Soulforce sent a letter to the Cleveland chief of police stating that there will be a day of "nonviolent direct action and a possible nonviolent act of civil disobedience" on March 16. Conn doesn't think the visit will be a major concern, however, and said the school has not changed its planned schedule.
Before its stop at Lee, Soulforce will pay its first visit to Liberty University in Lynchburg, Virginia, on March 10.
Liberty, which was the target of an earlier version of the Equality Ride last year, has decided not to allow Soulforce on campus. "It is now our firm belief that Soulforce is not acting in good faith and is simply trying to use such encounters on Christian college campuses as a media attraction and for their ultimate purpose of fundraising," Chancellor Jerry Falwell said in a written statement.
Before acknowledging his homosexuality and forming Soulforce, president Mel White was Falwell's ghost writer. The two have a long history of conflict over the issue, and both groups are based in Lynchburg.
Preaching to empty pews
When the Equality Ride travels to Union University in Jackson, Tennessee, on March 18, it will find an emptier campus. The students will be on spring break.
"I was grateful that we wouldn't have the same challenges that some of the other colleges might have with their uninvited visit," said Union President David Dockery. Still, Union will provide a meal for the group. It has refused a request for a public forum.
Abilene Christian University is still determining a schedule of events with Soulforce, but President Royce Money said the university decided to put Equality Ride participants in a hotel. Money explained that the offer to pay for hotel rooms was made after students offered to host the protesters in college apartments and in off-campus houses.
"We are a university that is able to talk about all sides of the issues and teach our students how to respond," Money said. "One of the good things it has done was to make us realize that we had not done a good job in informing our students to deal with a variety of cultural forces that they will face after college. So this has encouraged us to do a better job."

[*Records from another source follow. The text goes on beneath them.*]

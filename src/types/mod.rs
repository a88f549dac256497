//! Provider-neutral chat completion types.

mod tool_call;

use serde::{Deserialize, Serialize};
use serde_json::Value;

pub(crate) use tool_call::parse_tool_call_arguments;

#[derive(Debug, Clone, Copy, PartialEq, Eq, Serialize, Deserialize)]
#[serde(rename_all = "snake_case")]
pub enum Role {
    System,
    User,
}

/// A text-only chat message; instructions and data travel in separate messages.
#[derive(Debug, Clone, PartialEq, Serialize, Deserialize)]
pub struct Message {
    pub role: Role,
    pub content: String,
}

impl Message {
    pub fn system(text: impl Into<String>) -> Self {
        Self {
            role: Role::System,
            content: text.into(),
        }
    }

    pub fn user(text: impl Into<String>) -> Self {
        Self {
            role: Role::User,
            content: text.into(),
        }
    }
}

#[derive(Debug, Clone, PartialEq, Serialize, Deserialize)]
pub struct Tool {
    pub name: String,
    #[serde(default, skip_serializing_if = "Option::is_none")]
    pub description: Option<String>,
    #[serde(default)]
    pub parameters: Value,
}

/// Only forced calls are issued: the model must answer through the named tool.
#[derive(Debug, Clone, PartialEq, Eq, Serialize, Deserialize)]
#[serde(rename_all = "snake_case")]
pub enum ToolChoice {
    Tool { name: String },
}

#[derive(Debug, Clone, Copy, PartialEq, Eq, Serialize, Deserialize, Default)]
#[serde(rename_all = "snake_case")]
pub enum FinishReason {
    Stop,
    Length,
    ToolCalls,
    ContentFilter,
    #[default]
    Unknown,
}

impl FinishReason {
    pub fn as_str(self) -> &'static str {
        match self {
            FinishReason::Stop => "stop",
            FinishReason::Length => "length",
            FinishReason::ToolCalls => "tool_calls",
            FinishReason::ContentFilter => "content_filter",
            FinishReason::Unknown => "unknown",
        }
    }

    pub(crate) fn parse(reason: Option<&str>) -> Self {
        match reason {
            Some("stop") => FinishReason::Stop,
            Some("length") => FinishReason::Length,
            Some("tool_calls") => FinishReason::ToolCalls,
            Some("content_filter") => FinishReason::ContentFilter,
            _ => FinishReason::Unknown,
        }
    }
}

#[derive(Debug, Clone, PartialEq, Eq, Serialize, Deserialize, Default)]
pub struct Usage {
    #[serde(default)]
    pub input_tokens: Option<u64>,
    #[serde(default)]
    pub output_tokens: Option<u64>,
    #[serde(default)]
    pub total_tokens: Option<u64>,
}

impl Usage {
    pub fn merge_total(&mut self) {
        if self.total_tokens.is_some() {
            return;
        }
        if let (Some(input), Some(output)) = (self.input_tokens, self.output_tokens) {
            self.total_tokens = Some(input.saturating_add(output));
        }
    }
}

#[derive(Debug, Clone, PartialEq, Serialize, Deserialize)]
pub struct GenerateRequest {
    pub messages: Vec<Message>,
    #[serde(default, skip_serializing_if = "Option::is_none")]
    pub model: Option<String>,
    #[serde(default, skip_serializing_if = "Option::is_none")]
    pub temperature: Option<f32>,
    #[serde(default, skip_serializing_if = "Option::is_none")]
    pub tools: Option<Vec<Tool>>,
    #[serde(default, skip_serializing_if = "Option::is_none")]
    pub tool_choice: Option<ToolChoice>,
}

impl From<Vec<Message>> for GenerateRequest {
    fn from(messages: Vec<Message>) -> Self {
        Self {
            messages,
            model: None,
            temperature: None,
            tools: None,
            tool_choice: None,
        }
    }
}

#[derive(Debug, Clone, PartialEq, Serialize, Deserialize)]
#[serde(tag = "type", rename_all = "snake_case")]
pub enum ContentPart {
    Text {
        text: String,
    },
    ToolCall {
        id: String,
        name: String,
        arguments: Value,
    },
}

#[derive(Debug, Clone, PartialEq, Serialize, Deserialize, Default)]
pub struct GenerateResponse {
    #[serde(default)]
    pub content: Vec<ContentPart>,
    #[serde(default)]
    pub finish_reason: FinishReason,
    #[serde(default)]
    pub usage: Usage,
}

impl GenerateResponse {
    /// `(id, name, arguments)` of every tool call, in response order.
    pub fn tool_calls(&self) -> impl Iterator<Item = (&str, &str, &Value)> {
        self.content.iter().filter_map(|part| match part {
            ContentPart::ToolCall {
                id,
                name,
                arguments,
            } => Some((id.as_str(), name.as_str(), arguments)),
            ContentPart::Text { .. } => None,
        })
    }
}
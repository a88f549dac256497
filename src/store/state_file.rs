use std::fs;
use std::path::Path;

use serde::{Deserialize, Serialize};
use thiserror::Error;

use super::{Store, StoreError};
use crate::entities::{Project, User};

/// JSON snapshot of users and projects, used to seed or export a store.
#[derive(Clone, Debug, Default, Serialize, Deserialize)]
pub struct StateFile {
    #[serde(default)]
    pub users: Vec<User>,
    #[serde(default)]
    pub projects: Vec<Project>,
}

#[derive(Debug, Error)]
pub enum StateFileError {
    #[error("read state file failed: {0}")]
    Read(#[from] std::io::Error),
    #[error("parse state file failed: {0}")]
    Parse(#[from] serde_json::Error),
    #[error("write state file failed: {0}")]
    Write(std::io::Error),
    #[error(transparent)]
    Store(#[from] StoreError),
}

impl StateFile {
    pub fn load(path: impl AsRef<Path>) -> Result<Self, StateFileError> {
        let raw = fs::read_to_string(path)?;
        Ok(serde_json::from_str(&raw)?)
    }

    pub fn save(&self, path: impl AsRef<Path>) -> Result<(), StateFileError> {
        let path = path.as_ref();
        if let Some(parent) = path.parent().filter(|p| !p.as_os_str().is_empty()) {
            fs::create_dir_all(parent).map_err(StateFileError::Write)?;
        }

        let payload = serde_json::to_vec_pretty(self)?;
        let tmp_path = path.with_extension("tmp");
        fs::write(&tmp_path, &payload).map_err(StateFileError::Write)?;
        if let Err(err) = fs::rename(&tmp_path, path) {
            let _ = fs::remove_file(&tmp_path);
            return Err(StateFileError::Write(err));
        }
        Ok(())
    }

    /// Writes every user and project, plus each project's endpoint mapping.
    pub async fn seed(&self, store: &Store) -> Result<(), StateFileError> {
        for user in &self.users {
            store.save(user).await?;
        }
        for project in &self.projects {
            store.save(project).await?;
            store.save(&project.endpoint_mapping()).await?;
        }
        Ok(())
    }

    pub async fn export(store: &Store) -> Result<Self, StateFileError> {
        Ok(Self {
            users: store.find::<User, _>(None, |_| true).await?,
            projects: store.find::<Project, _>(None, |_| true).await?,
        })
    }
}
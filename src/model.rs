use async_trait::async_trait;

use crate::protocol::InvocationError;
use crate::types::{GenerateRequest, GenerateResponse};

/// A chat completion backend able to honor forced tool calls.
#[async_trait]
pub trait LanguageModel: Send + Sync {
    fn provider(&self) -> &str;
    fn model_id(&self) -> &str;

    async fn generate(&self, request: GenerateRequest)
    -> Result<GenerateResponse, InvocationError>;
}
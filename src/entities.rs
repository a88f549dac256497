//! Persisted documents: users, projects, endpoint mappings and invocations.

use std::time::{SystemTime, UNIX_EPOCH};

use serde::de::DeserializeOwned;
use serde::{Deserialize, Serialize};
use serde_json::Value;

use crate::config::{DEFAULT_CREDITS, DEFAULT_MODEL};
use crate::keys::generate_id;
use crate::schema::{CompilationError, Contract, FieldDef, Record, compile};
use crate::usage::UsageStats;

/// A JSON document stored in one collection under `(id, partition_key)`.
pub trait Document: Serialize + DeserializeOwned + Send + Sync + 'static {
    const COLLECTION: &'static str;

    fn id(&self) -> &str;

    fn partition_key(&self) -> &str {
        self.id()
    }
}

pub fn now_millis() -> u64 {
    SystemTime::now()
        .duration_since(UNIX_EPOCH)
        .map(|duration| duration.as_millis() as u64)
        .unwrap_or(0)
}

/// The identity handed over by the login layer.
#[derive(Clone, Debug, PartialEq, Eq, Serialize, Deserialize)]
pub struct Principal {
    pub id: String,
    pub login: String,
    pub provider: String,
    #[serde(default)]
    pub roles: Vec<String>,
    #[serde(default)]
    pub email: Option<String>,
    #[serde(default)]
    pub username: Option<String>,
}

pub const SUPPORTED_IDENTITY_PROVIDER: &str = "github";

#[derive(Clone, Debug, PartialEq, Serialize, Deserialize)]
pub struct User {
    pub id: String,
    pub login: String,
    pub provider: String,
    #[serde(default)]
    pub roles: Vec<String>,
    #[serde(default, skip_serializing_if = "Option::is_none")]
    pub email: Option<String>,
    #[serde(default, skip_serializing_if = "Option::is_none")]
    pub username: Option<String>,
    pub credits_avail: u64,
    #[serde(flatten)]
    pub usage: UsageStats,
}

impl User {
    pub fn new(id: impl Into<String>, login: impl Into<String>) -> Self {
        Self {
            id: id.into(),
            login: login.into(),
            provider: SUPPORTED_IDENTITY_PROVIDER.to_string(),
            roles: Vec::new(),
            email: None,
            username: None,
            credits_avail: DEFAULT_CREDITS,
            usage: UsageStats::default(),
        }
    }

    pub fn from_principal(principal: &Principal, credits_avail: u64) -> Self {
        Self {
            id: principal.id.clone(),
            login: principal.login.clone(),
            provider: principal.provider.clone(),
            roles: principal.roles.clone(),
            email: principal.email.clone(),
            username: principal.username.clone(),
            credits_avail,
            usage: UsageStats::default(),
        }
    }

    pub fn credits_used(&self) -> u64 {
        self.usage.credits_used
    }

    pub fn credits_remaining(&self) -> u64 {
        self.credits_avail.saturating_sub(self.usage.credits_used)
    }

    pub fn is_out_of_credits(&self) -> bool {
        self.usage.credits_used >= self.credits_avail
    }
}

impl Document for User {
    const COLLECTION: &'static str = "users";

    fn id(&self) -> &str {
        &self.id
    }
}

#[derive(Clone, Debug, PartialEq, Serialize, Deserialize)]
pub struct Project {
    pub id: String,
    /// Owning user id; also the partition key.
    pub user: String,
    pub name: String,
    pub instructions: String,
    pub request: Vec<FieldDef>,
    pub response: Vec<FieldDef>,
    pub endpoint: String,
    pub model: String,
    #[serde(default)]
    pub temperature: f32,
    #[serde(default)]
    pub collect_payload: bool,
    #[serde(default = "default_active")]
    pub active: bool,
    #[serde(default)]
    pub created_ms: u64,
    #[serde(flatten)]
    pub usage: UsageStats,
}

fn default_active() -> bool {
    true
}

impl Project {
    pub fn new(
        user: impl Into<String>,
        name: impl Into<String>,
        instructions: impl Into<String>,
    ) -> Self {
        Self {
            id: generate_id(),
            user: user.into(),
            name: name.into(),
            instructions: instructions.into(),
            request: Vec::new(),
            response: Vec::new(),
            endpoint: generate_id(),
            model: DEFAULT_MODEL.to_string(),
            temperature: 0.0,
            collect_payload: false,
            active: true,
            created_ms: now_millis(),
            usage: UsageStats::default(),
        }
    }

    pub fn request_contract(&self) -> Result<Contract, CompilationError> {
        compile(&self.request)
    }

    pub fn response_contract(&self) -> Result<Contract, CompilationError> {
        compile(&self.response)
    }

    pub fn endpoint_mapping(&self) -> Endpoint {
        Endpoint {
            id: self.endpoint.clone(),
            project: self.id.clone(),
            user: self.user.clone(),
        }
    }
}

impl Document for Project {
    const COLLECTION: &'static str = "projects";

    fn id(&self) -> &str {
        &self.id
    }

    fn partition_key(&self) -> &str {
        &self.user
    }
}

/// Public endpoint key resolving to its project and owner.
#[derive(Clone, Debug, PartialEq, Eq, Serialize, Deserialize)]
pub struct Endpoint {
    pub id: String,
    pub project: String,
    pub user: String,
}

impl Document for Endpoint {
    const COLLECTION: &'static str = "endpoints";

    fn id(&self) -> &str {
        &self.id
    }
}

/// One call attempt. Written once, removed only with its project.
#[derive(Clone, Debug, PartialEq, Serialize, Deserialize)]
pub struct Invocation {
    pub id: String,
    pub project_id: String,
    pub user_id: String,
    pub credits_used: u64,
    pub latency_seconds: f64,
    pub success: bool,
    pub model: String,
    #[serde(default, skip_serializing_if = "Option::is_none")]
    pub request: Option<Value>,
    #[serde(default, skip_serializing_if = "Option::is_none")]
    pub response: Option<Value>,
    #[serde(default, skip_serializing_if = "Option::is_none")]
    pub error: Option<String>,
    pub timestamp_ms: u64,
}

fn payload(project: &Project, record: Option<&Record>) -> Option<Value> {
    if !project.collect_payload {
        return None;
    }
    record.map(|record| Value::Object(record.to_json_map()))
}

impl Invocation {
    pub fn succeeded(
        project: &Project,
        credits_used: u64,
        latency_seconds: f64,
        request: &Record,
        response: &Record,
    ) -> Self {
        Self {
            id: generate_id(),
            project_id: project.id.clone(),
            user_id: project.user.clone(),
            credits_used,
            latency_seconds,
            success: true,
            model: project.model.clone(),
            request: payload(project, Some(request)),
            response: payload(project, Some(response)),
            error: None,
            timestamp_ms: now_millis(),
        }
    }

    /// A failed attempt is never charged.
    pub fn failed(
        project: &Project,
        latency_seconds: f64,
        request: &Record,
        error: impl Into<String>,
    ) -> Self {
        Self {
            id: generate_id(),
            project_id: project.id.clone(),
            user_id: project.user.clone(),
            credits_used: 0,
            latency_seconds,
            success: false,
            model: project.model.clone(),
            request: payload(project, Some(request)),
            response: None,
            error: Some(error.into()),
            timestamp_ms: now_millis(),
        }
    }
}

impl Document for Invocation {
    const COLLECTION: &'static str = "invocations";

    fn id(&self) -> &str {
        &self.id
    }

    fn partition_key(&self) -> &str {
        &self.user_id
    }
}
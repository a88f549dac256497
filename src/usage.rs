//! Lazily refreshed rollups over invocation history.
//!
//! Staleness is detected by comparing the stored invocation count with the
//! current one. A delete plus an insert between two reads leaves the count
//! unchanged and is not detected.

use std::collections::{BTreeMap, BTreeSet};

use serde::{Deserialize, Serialize};
use time::OffsetDateTime;
use time::format_description::FormatItem;
use time::macros::format_description;

use crate::entities::{Document, Invocation, Project, User};
use crate::store::{Store, StoreError};

#[derive(Clone, Debug, PartialEq, Serialize, Deserialize)]
#[serde(default)]
pub struct UsageStats {
    pub invocations: u64,
    pub credits_used: u64,
    pub latency_avg: f64,
    pub success_rate: f64,
}

impl Default for UsageStats {
    fn default() -> Self {
        Self {
            invocations: 0,
            credits_used: 0,
            latency_avg: 0.0,
            success_rate: 1.0,
        }
    }
}

impl UsageStats {
    /// Full fold; an empty history has zero latency and a perfect success rate.
    pub fn from_invocations(invocations: &[Invocation]) -> Self {
        if invocations.is_empty() {
            return Self::default();
        }
        let count = invocations.len() as f64;
        let credits_used = invocations
            .iter()
            .fold(0u64, |acc, inv| acc.saturating_add(inv.credits_used));
        let latency_total: f64 = invocations.iter().map(|inv| inv.latency_seconds).sum();
        let successes = invocations.iter().filter(|inv| inv.success).count() as f64;

        Self {
            invocations: invocations.len() as u64,
            credits_used,
            latency_avg: latency_total / count,
            success_rate: successes / count,
        }
    }

    /// Recomputes unless the stored count already matches. Returns whether
    /// anything was recomputed.
    pub fn refresh(&mut self, invocations: &[Invocation]) -> bool {
        if invocations.len() as u64 == self.invocations {
            return false;
        }
        *self = Self::from_invocations(invocations);
        true
    }
}

/// A document carrying rolled-up usage.
pub trait Rollup: Document {
    fn usage_mut(&mut self) -> &mut UsageStats;
}

impl Rollup for User {
    fn usage_mut(&mut self) -> &mut UsageStats {
        &mut self.usage
    }
}

impl Rollup for Project {
    fn usage_mut(&mut self) -> &mut UsageStats {
        &mut self.usage
    }
}

/// Refreshes `entity` and writes it back only when it changed.
pub async fn refresh<T: Rollup>(
    store: &Store,
    entity: &mut T,
    invocations: &[Invocation],
) -> Result<bool, StoreError> {
    if !entity.usage_mut().refresh(invocations) {
        tracing::debug!(
            collection = T::COLLECTION,
            id = entity.id(),
            "usage rollup is current"
        );
        return Ok(false);
    }
    store.save(&*entity).await?;
    Ok(true)
}

#[derive(Clone, Debug, Default, PartialEq, Eq, Serialize)]
pub struct ProjectSeries {
    pub project_id: String,
    pub counts: Vec<u64>,
}

/// Per-project daily invocation counts aligned on shared date labels.
#[derive(Clone, Debug, Default, PartialEq, Eq, Serialize)]
pub struct UsageSeries {
    pub labels: Vec<String>,
    pub series: Vec<ProjectSeries>,
}

const DATE_FORMAT: &[FormatItem<'_>] = format_description!("[year]-[month]-[day]");

pub(crate) fn date_label(timestamp_ms: u64) -> String {
    let seconds = i64::try_from(timestamp_ms / 1000).unwrap_or(i64::MAX);
    OffsetDateTime::from_unix_timestamp(seconds)
        .ok()
        .and_then(|datetime| datetime.format(DATE_FORMAT).ok())
        .unwrap_or_else(|| "1970-01-01".to_string())
}

/// Groups counts by project and UTC date. Labels are sorted and every
/// project gets a zero-filled vector of the same length.
pub fn usage_series(invocations: &[Invocation]) -> UsageSeries {
    let mut per_project = BTreeMap::<&str, BTreeMap<String, u64>>::new();
    let mut labels = BTreeSet::<String>::new();
    for invocation in invocations {
        let label = date_label(invocation.timestamp_ms);
        labels.insert(label.clone());
        *per_project
            .entry(invocation.project_id.as_str())
            .or_default()
            .entry(label)
            .or_default() += 1;
    }

    let labels = labels.into_iter().collect::<Vec<_>>();
    let series = per_project
        .into_iter()
        .map(|(project_id, by_date)| ProjectSeries {
            project_id: project_id.to_string(),
            counts: labels
                .iter()
                .map(|label| by_date.get(label).copied().unwrap_or(0))
                .collect(),
        })
        .collect();

    UsageSeries { labels, series }
}
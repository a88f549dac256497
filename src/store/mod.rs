//! Narrow document store contract the engine depends on.

mod memory;
#[cfg(feature = "store-sqlite")]
mod sqlite_store;
mod state_file;

use std::sync::Arc;

use async_trait::async_trait;
use serde_json::Value;
use thiserror::Error;

use crate::entities::Document;

pub use memory::MemoryStore;
#[cfg(feature = "store-sqlite")]
pub use sqlite_store::SqliteStore;
pub use state_file::{StateFile, StateFileError};

#[derive(Debug, Error)]
pub enum StoreError {
    #[error("{collection} document not found: {id}")]
    NotFound { collection: &'static str, id: String },
    #[error("json error: {0}")]
    Json(#[from] serde_json::Error),
    #[error("store backend error: {0}")]
    Backend(String),
}

#[cfg(feature = "store-sqlite")]
impl From<rusqlite::Error> for StoreError {
    fn from(err: rusqlite::Error) -> Self {
        StoreError::Backend(err.to_string())
    }
}

impl From<tokio::task::JoinError> for StoreError {
    fn from(err: tokio::task::JoinError) -> Self {
        StoreError::Backend(format!("store task failed: {err}"))
    }
}

/// Raw JSON documents keyed by `(collection, id)` and tagged with a
/// partition key.
#[async_trait]
pub trait DocumentStore: Send + Sync {
    async fn get(
        &self,
        collection: &str,
        id: &str,
        partition_key: &str,
    ) -> Result<Option<Value>, StoreError>;

    /// Every document of `collection`, optionally restricted to one partition.
    async fn find(
        &self,
        collection: &str,
        partition_key: Option<&str>,
    ) -> Result<Vec<Value>, StoreError>;

    /// Insert or replace.
    async fn save(
        &self,
        collection: &str,
        id: &str,
        partition_key: &str,
        value: Value,
    ) -> Result<(), StoreError>;

    /// Returns whether a document was removed.
    async fn delete(
        &self,
        collection: &str,
        id: &str,
        partition_key: &str,
    ) -> Result<bool, StoreError>;
}

/// Typed handle over a shared [`DocumentStore`]; cheap to clone.
#[derive(Clone)]
pub struct Store {
    backend: Arc<dyn DocumentStore>,
}

impl std::fmt::Debug for Store {
    fn fmt(&self, f: &mut std::fmt::Formatter<'_>) -> std::fmt::Result {
        f.debug_struct("Store").finish_non_exhaustive()
    }
}

impl Store {
    pub fn new(backend: Arc<dyn DocumentStore>) -> Self {
        Self { backend }
    }

    pub fn memory() -> Self {
        Self::new(Arc::new(MemoryStore::new()))
    }

    /// `partition_key` defaults to `id`.
    pub async fn try_get<T: Document>(
        &self,
        id: &str,
        partition_key: Option<&str>,
    ) -> Result<Option<T>, StoreError> {
        let partition_key = partition_key.unwrap_or(id);
        match self.backend.get(T::COLLECTION, id, partition_key).await? {
            Some(value) => Ok(Some(serde_json::from_value(value)?)),
            None => Ok(None),
        }
    }

    pub async fn get<T: Document>(
        &self,
        id: &str,
        partition_key: Option<&str>,
    ) -> Result<T, StoreError> {
        self.try_get(id, partition_key)
            .await?
            .ok_or_else(|| StoreError::NotFound {
                collection: T::COLLECTION,
                id: id.to_string(),
            })
    }

    pub async fn find<T, F>(
        &self,
        partition_key: Option<&str>,
        predicate: F,
    ) -> Result<Vec<T>, StoreError>
    where
        T: Document,
        F: Fn(&T) -> bool + Send,
    {
        let mut out = Vec::new();
        for value in self.backend.find(T::COLLECTION, partition_key).await? {
            let doc: T = serde_json::from_value(value)?;
            if predicate(&doc) {
                out.push(doc);
            }
        }
        Ok(out)
    }

    pub async fn save<T: Document>(&self, doc: &T) -> Result<(), StoreError> {
        let value = serde_json::to_value(doc)?;
        self.backend
            .save(T::COLLECTION, doc.id(), doc.partition_key(), value)
            .await
    }

    pub async fn delete<T: Document>(&self, doc: &T) -> Result<bool, StoreError> {
        self.backend
            .delete(T::COLLECTION, doc.id(), doc.partition_key())
            .await
    }
}

#[cfg(test)]
mod tests {
    use super::*;
    use crate::entities::{Invocation, Project, User};

    #[tokio::test]
    async fn typed_round_trip_respects_partitions() {
        let store = Store::memory();
        let project = Project::new("u1", "Spelling", "fix spelling");
        store.save(&project).await.expect("save");

        let loaded: Project = store
            .get(&project.id, Some("u1"))
            .await
            .expect("get");
        assert_eq!(loaded, project);

        assert!(
            store
                .try_get::<Project>(&project.id, Some("u2"))
                .await
                .expect("get")
                .is_none()
        );
        assert!(matches!(
            store.get::<Project>(&project.id, None).await,
            Err(StoreError::NotFound { collection: "projects", .. })
        ));
    }

    #[tokio::test]
    async fn find_filters_by_partition_and_predicate() {
        let store = Store::memory();
        let mut a = Project::new("u1", "A", "a");
        a.active = false;
        let b = Project::new("u1", "B", "b");
        let c = Project::new("u2", "C", "c");
        for project in [&a, &b, &c] {
            store.save(project).await.expect("save");
        }

        let mine = store
            .find::<Project, _>(Some("u1"), |_| true)
            .await
            .expect("find");
        assert_eq!(mine.len(), 2);

        let active = store
            .find::<Project, _>(None, |p| p.active)
            .await
            .expect("find");
        assert_eq!(active.len(), 2);

        let none = store
            .find::<Invocation, _>(None, |_| true)
            .await
            .expect("find");
        assert!(none.is_empty());
    }

    #[tokio::test]
    async fn save_replaces_and_delete_removes() {
        let store = Store::memory();
        let mut user = User::new("u1", "octocat");
        store.save(&user).await.expect("save");
        user.usage.credits_used = 7;
        store.save(&user).await.expect("save");

        let loaded: User = store.get("u1", None).await.expect("get");
        assert_eq!(loaded.usage.credits_used, 7);

        assert!(store.delete(&user).await.expect("delete"));
        assert!(!store.delete(&user).await.expect("delete"));
    }
}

Biola University spokesperson Irene Neller said Equality Riders will talk with administrators and student leaders, but Biola will not give them a public forum during their April 4 visit to La Mirada, California.
"It's just not a form that we practice," Neller said. "For any solicitor, any vendor, we just don't give access to our students at free will. That's the protection we give our students at a private school."
Unlike many schools, Neller said, Biola has not informed the student body or parents about the visit.